State-of-the-Art Text Embeddings
https://www.sbert.net
Apache License 2.0
14.84k stars 2.44k forks source link

RoBERTa ANCE FirstP forces lowercasing #1831

Open atreyasha opened 1 year ago

atreyasha commented 1 year ago

Description

I was experimenting with the sentence-transformers/msmarco-roberta-base-ance-firstp model and observed some discrepancies between the outputs of the tokenizer depending on how the tokenizer was called. See example below:

from sentence_transformers import SentenceTransformer

# load model
roberta_ance = SentenceTransformer("sentence-transformers/msmarco-roberta-base-ance-firstp")

print(roberta_ance.tokenize(["What is this?"]))
# >>> {'input_ids': tensor([[0, 12196, 16, 42, 116, 2]]), 'attention_mask': tensor([[1, 1, 1, 1, 1, 1]])}
# decodes to "what is this?"

print(roberta_ance.tokenizer(["What is this?"]))
# >>> {'input_ids': [[0, 2264, 16, 42, 116, 2]], 'attention_mask': [[1, 1, 1, 1, 1, 1]]}
# decodes to "What is this?"

It appears that calling roberta_ance.tokenize forces lowercasing compared to roberta_ance.tokenizer.
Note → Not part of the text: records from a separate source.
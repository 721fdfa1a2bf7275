mod bot;
mod config;
mod correlator;
mod dispatcher;
mod error;
mod platform;
mod scheduler;
mod server;

use std::path::PathBuf;
use std::sync::Arc;

use anyhow::{Context, Result};
use teloxide::prelude::*;
use teloxide::utils::command::BotCommands;
use tracing::{info, warn};
use tracing_subscriber::{layer::SubscriberExt, util::SubscriberInitExt};

use crate::bot::AppState;
use crate::config::{Config, ServerMode};
use crate::correlator::Correlator;
use crate::dispatcher::Command;
use crate::platform::telegram::TelegramSender;
use crate::scheduler::Scheduler;

#[tokio::main]
async fn main() -> Result<()> {
    // Initialize logging
    tracing_subscriber::registry()
        .with(
            tracing_subscriber::EnvFilter::try_from_default_env()
                .unwrap_or_else(|_| "info,doctor_relay=debug".into()),
        )
        .with(tracing_subscriber::fmt::layer())
        .init();

    // An explicit path must exist; the default one is optional
    let (config_path, required) = match std::env::args().nth(1) {
        Some(path) => (PathBuf::from(path), true),
        None => (PathBuf::from("config.toml"), false),
    };

    info!("Loading configuration from: {}", config_path.display());
    let mut config = Config::load(&config_path, required)
        .with_context(|| format!("Failed to load config from {}", config_path.display()))?;

    info!("Configuration loaded successfully");
    info!("  Admin: {}", config.telegram.admin_id);
    info!("  Mode: {}", config.server.mode);
    info!("  Correlation: {}", config.correlation.strategy);

    let bot = Bot::new(&config.telegram.bot_token);

    if config.telegram.bot_username.is_none() {
        match bot.get_me().await {
            Ok(me) => config.telegram.bot_username = me.user.username.clone(),
            Err(e) => warn!("getMe failed, /cmd@bot forms won't be recognised: {}", e),
        }
    }
    if let Err(e) = bot.set_my_commands(Command::bot_commands()).await {
        warn!("Failed to publish the command list: {}", e);
    }

    let correlator = Arc::new(Correlator::new(&config.correlation));
    let sender = Arc::new(TelegramSender::new(bot.clone()));
    let state = Arc::new(AppState::new(&config, sender, correlator.clone()));

    let mut scheduler = Scheduler::new().await?;
    scheduler::tasks::register_builtin_tasks(
        &mut scheduler,
        correlator,
        &config.correlation.sweep_cron,
    )
    .await?;
    scheduler.start().await?;

    info!("Relay is starting...");
    match config.server.mode {
        ServerMode::Webhook => {
            match config.webhook_url() {
                Some(url) => {
                    server::register_webhook(&bot, &url, config.server.secret_token.as_deref())
                        .await?
                }
                None => warn!("No public URL configured; expecting the webhook to be set already"),
            }
            server::serve(state, &config).await?;
        }
        ServerMode::Polling => bot::run_polling(bot, state).await?,
    }

    scheduler.shutdown().await?;
    Ok(())
}
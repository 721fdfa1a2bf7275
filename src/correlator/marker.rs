//! The `ID: <number>` text marker.
//!
//! Relayed questions carry the asking user's id in their header, and the administrator can
//! answer by writing the same marker followed by a blank line and the answer.

use crate::error::CorrelationError;

pub const ID_MARKER: &str = "ID:";
pub const BODY_SEPARATOR: &str = "\n\n";

/// `ID: <sender_id>` followed by a blank line and `body`.
pub fn embed(sender_id: u64, body: &str) -> String {
    format!("{ID_MARKER} {sender_id}{BODY_SEPARATOR}{body}")
}

/// Text of a question relayed to the administrator.
pub fn relay_text(sender_id: u64, username: Option<&str>, text: &str) -> String {
    let handle = match username {
        Some(name) if !name.is_empty() => name.to_string(),
        _ => sender_id.to_string(),
    };
    format!("📩 Вопрос от @{handle} ({ID_MARKER} {sender_id}):{BODY_SEPARATOR}{text}")
}

/// Byte offset of the first `ID:` that starts a token: at the start of the text or right
/// after whitespace or `(`. `COVID:` and `PAID:` are not markers.
fn find_marker(text: &str) -> Option<usize> {
    text.match_indices(ID_MARKER).map(|(at, _)| at).find(|&at| {
        text[..at]
            .chars()
            .next_back()
            .map_or(true, |c| c.is_whitespace() || c == '(')
    })
}

/// Extract `(sender_id, body)` from text containing a marker.
///
/// Only punctuation may sit between the id and the blank line, which lets the relay header
/// `(ID: 42):` parse the same way as a bare `ID: 42`. Ids must fit a Telegram chat id.
pub fn parse(text: &str) -> Result<(u64, &str), CorrelationError> {
    let start = find_marker(text).ok_or(CorrelationError::MissingMarker)?;
    let rest = text[start + ID_MARKER.len()..].trim_start_matches(' ');

    let digits = rest
        .find(|c: char| !c.is_ascii_digit())
        .unwrap_or(rest.len());
    if digits == 0 {
        return Err(CorrelationError::InvalidId);
    }
    let sender_id: u64 = rest[..digits]
        .parse()
        .map_err(|_| CorrelationError::InvalidId)?;
    if i64::try_from(sender_id).is_err() {
        return Err(CorrelationError::InvalidId);
    }

    let after_id = &rest[digits..];
    let separator = after_id
        .find(BODY_SEPARATOR)
        .ok_or(CorrelationError::MissingBody)?;
    if after_id[..separator].chars().any(char::is_alphanumeric) {
        return Err(CorrelationError::InvalidId);
    }

    let body = &after_id[separator + BODY_SEPARATOR.len()..];
    if body.trim().is_empty() {
        return Err(CorrelationError::EmptyBody);
    }
    Ok((sender_id, body))
}
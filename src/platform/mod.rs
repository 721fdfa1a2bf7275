pub mod telegram;

use async_trait::async_trait;

use crate::error::PlatformError;

/// Identifier of a message inside one chat.
pub type MessageId = i32;

/// A text message received from the platform
#[derive(Debug, Clone, PartialEq, Eq)]
pub struct IncomingMessage {
    /// Chat the message arrived in (equals the sender id for private chats)
    pub chat_id: i64,
    pub message_id: MessageId,
    pub sender_id: u64,
    pub sender_username: Option<String>,
    /// Display name of the user
    pub sender_name: String,
    pub text: String,
    /// The message this one replies to, if any
    pub reply_to: Option<RepliedMessage>,
}

/// The parts of a replied-to message needed for correlation.
#[derive(Debug, Clone, PartialEq, Eq)]
pub struct RepliedMessage {
    pub message_id: MessageId,
    pub text: Option<String>,
    /// Original author from forward metadata, when the platform exposes it.
    pub forwarded_from: Option<u64>,
}

/// A message to send.
#[derive(Debug, Clone, PartialEq, Eq)]
pub struct OutgoingMessage {
    pub chat_id: i64,
    pub text: String,
    /// One-row reply keyboard shown under the input field
    pub keyboard: Option<Vec<String>>,
}

impl OutgoingMessage {
    pub fn text(chat_id: i64, text: impl Into<String>) -> Self {
        Self {
            chat_id,
            text: text.into(),
            keyboard: None,
        }
    }

    pub fn with_keyboard(mut self, buttons: Vec<String>) -> Self {
        self.keyboard = Some(buttons);
        self
    }
}

/// Outbound side of the messaging platform.
#[async_trait]
pub trait MessageSender: Send + Sync {
    /// Send a message and return the id of the (first) message created.
    async fn send(&self, message: &OutgoingMessage) -> Result<MessageId, PlatformError>;
}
I confirmed that this was not the case with the base RoBERTa model:

from sentence_transformers import SentenceTransformer

# load model
roberta = SentenceTransformer("roberta-base")

print(roberta.tokenize(["What is this?"]))
# >>> {'input_ids': tensor([[0, 2264, 16, 42, 116, 2]]), 'attention_mask': tensor([[1, 1, 1, 1, 1, 1]])}
# decodes to "What is this?"

print(roberta.tokenizer(["What is this?"]))
# >>> {'input_ids': [[0, 2264, 16, 42, 116, 2]], 'attention_mask': [[1, 1, 1, 1, 1, 1]]}
# decodes to "What is this?"

Is this intended behaviour?

Environment

sentence-transformers==2.2.2

atreyasha commented 1 year ago

Just to add, the HF tokenizer for sentence-transformers/msmarco-roberta-base-ance-firstp does not perform lowercasing:

from transformers import AutoTokenizer

# load tokenizer
tokenizer = AutoTokenizer.from_pretrained("sentence-transformers/msmarco-roberta-base-ance-firstp")

print(tokenizer(["What is this?"]))
# >>> {'input_ids': [[0, 2264, 16, 42, 116, 2]], 'attention_mask': [[1, 1, 1, 1, 1, 1]]}
# decodes to "What is this?"